4. Air is ejected at the top of the storm – which can be 15km high – and falls to the outside of the
storm, out and over the top, away from the eye of the storm. As this happens, it reduces the mass
of air over the ‘eye of the storm’ - causing the wind speed to increase further. Some ejected air also
cools and dries, and sinks through the eye of the storm, adding to the low pressure at the centre.
5. The faster the winds blow, the lower the air pressure in the centre, and so the cycle continues. The
hurricane grows stronger and stronger.
6. Seen from above, hurricanes are huge circular bodies of thick cloud around 450 km (300 miles)
wide. The cloud brings heavy rain, thunder and lightning.
7. In the centre is the eye of the hurricane, about 45 km across (30 miles) across. Often there will
be no clouds in the eye. Seen from below it will seem calmer, with a circle of blue sky above. The
eye is formed because this is the only part of the hurricane where cold air is descending.
8. In the northern hemisphere, the prevailing easterly tropical winds tend to steer hurricanes toward
land - although their course is unpredictable. As hurricanes move inshore, their power gradually
reduces because their energy comes from sucking up moist sea air.
Tropical Storms and Climate Change
• Global warming by the end of the 21st century will likely cause tropical cyclones
globally to be more intense on average (by 2 to 11%).
• This change would imply an even larger percentage increase in the destructive
potential per storm, assuming no reduction in storm size.
• Anthropogenic warming by the end of the 21st century will likely cause tropical
cyclones to have substantially higher rainfall rates than present-day ones, with a
model-projected increase of about 10-15% for rainfall rates averaged within about
100 km of the storm center.
Hurricane Katrina
•Katrina was a category 4 storm.
•Storm surges reached over 6 metres in height.
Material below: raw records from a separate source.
#[cfg(test)]
#[allow(clippy::unwrap_used)]
mod tests {
    use super::*;
    use hashbrown::HashSet;
    use nalgebra::{Point3, Vector3};
    use plane_types::{CloudPoint, LinearIndex};
    use rand::rngs::StdRng;
    use rand::{Rng, SeedableRng};
    use std::sync::{Arc, Mutex};

    /// A square patch of `n` points spanned by `u` and `v` around `origin`,
    /// with uniform noise along the normal.
    fn patch(
        rng: &mut StdRng,
        origin: Point3<f64>,
        u: Vector3<f64>,
        v: Vector3<f64>,
        n: usize,
        noise: f64,
    ) -> Vec<Point3<f64>> {
        let normal = u.cross(&v).normalize();
        (0..n)
            .map(|_| {
                origin
                    + u * rng.gen_range(0.0..1.0)
                    + v * rng.gen_range(0.0..1.0)
                    + normal * rng.gen_range(-noise..noise)
            })
            .collect()
    }

    fn two_patches() -> PointCloud {
        let mut rng = StdRng::seed_from_u64(42);
        let mut positions = patch(
            &mut rng,
            Point3::new(-0.5, -0.5, 3.0),
            Vector3::x(),
            Vector3::y(),
            700,
            5e-4,
        );
        positions.extend(patch(
            &mut rng,
            Point3::new(3.0, -0.5, 0.5),
            Vector3::y(),
            Vector3::z(),
            600,
            5e-4,
        ));
        let mut cloud = PointCloud::from_positions(&positions);
        cloud.estimate_normals(15).unwrap();
        cloud
    }

    #[test]
    fn test_segments_two_patches_without_overlap() {
        let cloud = two_patches();
        let planes = segment(&cloud, SegmentationParams::default()).unwrap();

        assert!(planes.len() >= 2);
        let mut seen = HashSet::new();
        for plane in &planes {
            for &id in &plane.indices {
                assert!(seen.insert(id), "point {id} assigned twice");
            }
        }
        assert!(seen.len() as f64 >= 0.8 * cloud.len() as f64);
    }

    #[test]
    fn test_members_within_epsilon() {
        let cloud = two_patches();
        let planes = segment(&cloud, SegmentationParams::default()).unwrap();

        for plane in &planes {
            let max = plane.plane.max_distance(&cloud, &plane.indices);
            assert!(max <= plane.epsilon, "max {max} > epsilon {}", plane.epsilon);
            assert!(plane.surface > 0.0);
        }
    }

    /// A dense 1 m patch of 400 points followed by a 6x5 grid with 2 m
    /// spacing, all facing +Z. The sparse points start at id 400.
    fn dense_then_sparse() -> PointCloud {
        let mut rng = StdRng::seed_from_u64(5);
        let mut positions = patch(
            &mut rng,
            Point3::origin(),
            Vector3::x(),
            Vector3::y(),
            400,
            1e-4,
        );
        positions.extend((0..30_u32).map(|i| {
            Point3::new(20.0 + 2.0 * f64::from(i % 6), 2.0 * f64::from(i / 6), 0.0)
        }));
        let normals = vec![Vector3::z(); positions.len()];
        PointCloud::from_positions_and_normals(&positions, &normals)
    }

    /// Sets the running k-th distance statistics as if one more than the
    /// warm-up count of regions had been initialised with `mean_kth`.
    fn warm_up<S: NeighborSearch>(segmenter: &mut RegionGrowthSegmenter<'_, S>, mean_kth: f64) {
        segmenter.plane_nb = SAFETY_WARMUP_PLANES + 1;
        segmenter.safety_distance = mean_kth * segmenter.plane_nb as f64;
    }

    #[test]
    fn test_sparse_seed_excludes_neighbourhood() {
        let cloud = dense_then_sparse();
        let index = KdTreeIndex::from_cloud(&cloud);
        let params = SegmentationParams::default()
            .with_rejection_policy(RejectionPolicy::ExcludeNeighborhood);
        let k = params.k;
        let mut segmenter = RegionGrowthSegmenter::new(&cloud, &index, params).unwrap();
        warm_up(&mut segmenter, 0.2);

        let seed = 400;
        let neighbourhood: Vec<usize> = index
            .k_nearest(&cloud.position(seed), k)
            .iter()
            .map(|n| n.index)
            .collect();

        assert_eq!(
            segmenter.grow_region(seed),
            GrowthOutcome::Rejected(RejectionReason::SparseRegion)
        );
        assert_eq!(segmenter.plane_nb(), SAFETY_WARMUP_PLANES + 1);
        assert_eq!(segmenter.indices().excluded_len(), k);
        for id in neighbourhood {
            assert!(segmenter.indices().is_excluded(id), "point {id} still available");
        }

        // A dense seed under the same statistics still grows.
        assert!(matches!(segmenter.grow_region(0), GrowthOutcome::Committed(_)));
    }

    #[test]
    fn test_sparse_seed_excludes_only_seed_by_default() {
        let cloud = dense_then_sparse();
        let index = KdTreeIndex::from_cloud(&cloud);
        let mut segmenter =
            RegionGrowthSegmenter::new(&cloud, &index, SegmentationParams::default()).unwrap();
        warm_up(&mut segmenter, 0.2);

        assert_eq!(
            segmenter.grow_region(401),
            GrowthOutcome::Rejected(RejectionReason::SparseRegion)
        );
        assert_eq!(segmenter.indices().excluded_len(), 1);
        assert!(segmenter.indices().is_excluded(401));
        assert!(segmenter.indices().is_unprocessed(400));
    }

    #[test]
    fn test_sparse_check_waits_for_warm_up() {
        let cloud = dense_then_sparse();
        let index = KdTreeIndex::from_cloud(&cloud);
        let mut segmenter =
            RegionGrowthSegmenter::new(&cloud, &index, SegmentationParams::default()).unwrap();
        segmenter.plane_nb = SAFETY_WARMUP_PLANES;
        segmenter.safety_distance = 0.1 * SAFETY_WARMUP_PLANES as f64;

        let outcome = segmenter.grow_region(400);
        assert_ne!(outcome, GrowthOutcome::Rejected(RejectionReason::SparseRegion));
        assert_eq!(segmenter.plane_nb(), SAFETY_WARMUP_PLANES + 1);
    }

    #[test]
    fn test_scattered_normals_are_not_planar() {
        let mut rng = StdRng::seed_from_u64(17);
        let positions = patch(
            &mut rng,
            Point3::origin(),
            Vector3::x(),
            Vector3::y(),
            300,
            1e-4,
        );
        let normals: Vec<Vector3<f64>> = (0..positions.len())
            .map(|_| {
                Vector3::new(
                    rng.gen_range(-1.0..1.0),
                    rng.gen_range(-1.0..1.0),
                    rng.gen_range(0.1..1.0),
                )
                .normalize()
            })
            .collect();
        let cloud = PointCloud::from_positions_and_normals(&positions, &normals);
        let index = KdTreeIndex::from_cloud(&cloud);
        let params = SegmentationParams::default()
            .with_rejection_policy(RejectionPolicy::ExcludeNeighborhood);
        let mut segmenter = RegionGrowthSegmenter::new(&cloud, &index, params).unwrap();

        let seed = segmenter.select_seed().unwrap();
        assert_eq!(
            segmenter.step(),
            StepOutcome::Rejected {
                seed,
                reason: RejectionReason::NotPlanar,
            }
        );
        // Only sparse rejections take the neighbourhood along.
        assert_eq!(segmenter.indices().excluded_len(), 1);
        assert!(segmenter.planes().is_empty());
    }

    #[test]
    fn test_select_seed_prefers_flat_then_low_id() {
        let cloud: PointCloud = [0.3, 0.1, 0.1, 0.5]
            .iter()
            .enumerate()
            .map(|(i, &c)| {
                CloudPoint::with_normal(Point3::new(i as f64, 0.5 * i as f64, 0.0), Vector3::z())
                    .with_curvature(c)
            })
            .collect();
        let index = KdTreeIndex::from_cloud(&cloud);
        let mut segmenter =
            RegionGrowthSegmenter::new(&cloud, &index, SegmentationParams::default()).unwrap();

        assert_eq!(segmenter.select_seed(), Some(1));
        segmenter.indices.exclude(1);
        assert_eq!(segmenter.select_seed(), Some(2));
    }

    #[test]
    fn test_rejects_cloud_without_normals() {
        let cloud = PointCloud::from_positions(&[Point3::origin(), Point3::new(1.0, 0.0, 0.0)]);
        let index = LinearIndex::from_points(&cloud.positions());
        let err = RegionGrowthSegmenter::new(&cloud, &index, SegmentationParams::default());
        assert!(matches!(err, Err(SegmentError::Configuration(_))));
    }

    #[test]
    fn test_rejects_mismatched_index() {
        let cloud = two_patches();
        let index = LinearIndex::from_points(&cloud.positions()[..10]);
        let err = RegionGrowthSegmenter::new(&cloud, &index, SegmentationParams::default());
        assert!(matches!(err, Err(SegmentError::Configuration(_))));
    }

    #[test]
    fn test_empty_cloud_finishes_exhausted() {
        let cloud = PointCloud::new();
        let index = KdTreeIndex::from_cloud(&cloud);
        let mut segmenter =
            RegionGrowthSegmenter::new(&cloud, &index, SegmentationParams::default()).unwrap();
        assert_eq!(segmenter.step(), StepOutcome::Finished(FinishReason::Exhausted));
        assert_eq!(segmenter.phase(), GrowthPhase::Finished);
        assert!(segmenter.run().is_empty());
    }

    #[test]
    fn test_tiny_cloud_rejects_every_seed() {
        let cloud = PointCloud::from_positions_and_normals(
            &[Point3::origin(), Point3::new(1.0, 0.2, 0.0)],
            &[Vector3::z(), Vector3::z()],
        );
        let index = KdTreeIndex::from_cloud(&cloud);
        let mut segmenter =
            RegionGrowthSegmenter::new(&cloud, &index, SegmentationParams::default()).unwrap();

        assert!(matches!(
            segmenter.step(),
            StepOutcome::Rejected {
                reason: RejectionReason::TooSmall,
                ..
            }
        ));
        assert!(segmenter.run().is_empty());
        assert_eq!(segmenter.indices().excluded_len(), 2);
        let indices = segmenter.indices();
        assert!(indices.unprocessed().all(|id| !indices.is_excluded(id)));
    }

    #[test]
    fn test_stop_before_run() {
        let cloud = two_patches();
        let index = KdTreeIndex::from_cloud(&cloud);
        let mut segmenter =
            RegionGrowthSegmenter::new(&cloud, &index, SegmentationParams::default()).unwrap();
        segmenter.control().stop();

        assert!(segmenter.run().is_empty());
        assert_eq!(segmenter.step(), StepOutcome::Finished(FinishReason::Stopped));
    }

    #[test]
    fn test_pause_then_resume() {
        let cloud = two_patches();
        let index = KdTreeIndex::from_cloud(&cloud);
        let mut segmenter =
            RegionGrowthSegmenter::new(&cloud, &index, SegmentationParams::default()).unwrap();
        let control = segmenter.control();

        control.pause();
        assert_eq!(segmenter.step(), StepOutcome::Paused);
        assert_eq!(segmenter.phase(), GrowthPhase::Idle);

        control.resume();
        assert_ne!(segmenter.step(), StepOutcome::Paused);
    }

    #[test]
    fn test_observer_can_stop_after_first_plane() {
        let cloud = two_patches();
        let index = KdTreeIndex::from_cloud(&cloud);
        let events = Arc::new(Mutex::new(Vec::new()));

        let mut segmenter =
            RegionGrowthSegmenter::new(&cloud, &index, SegmentationParams::default()).unwrap();
        let control = segmenter.control();
        let sink = Arc::clone(&events);
        segmenter.set_observer(move |event: &SegmentationEvent| {
            if matches!(event, SegmentationEvent::PlaneSegmented { .. }) {
                control.stop();
            }
            sink.lock().unwrap().push(event.clone());
        });

        let planes = segmenter.run();
        assert_eq!(planes.len(), 1);

        let events = events.lock().unwrap();
        assert!(matches!(
            events.last(),
            Some(SegmentationEvent::Finished {
                reason: FinishReason::Stopped,
                planes: 1,
                ..
            })
        ));
    }
}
•New Orleans was one of the worst affected areas because it lies below sea
level and is protected by levees. These protect it from the Mississippi River
and Lake Ponchartrain. The levee defences were unable to cope with the
strength of Katrina, and water flooded into the city.
•Despite an evacuation order, many of the poorest people remained in the
city.
•People sought refuge in the Superdome stadium. Conditions were
unhygienic, and there was a shortage of food and water. Looting was
commonplace throughout the city. Tension was high and many felt
vulnerable and unsafe.
•1 million people were made homeless and about 1,200 people drowned in
the floods.
•Oil facilities were damaged and as a result petrol prices rose in the UK and
USA.
There was much criticism of the authorities for their handling of the
disaster. Although many people were evacuated, it was a slow process
and the poorest and most vulnerable were left behind.
$50 billion in aid was given by the government.
The UK government sent food aid during the early stages of the recovery
process.
The National Guard was mobilised to restore and maintain law and order
in what became a hostile and unsafe living environment.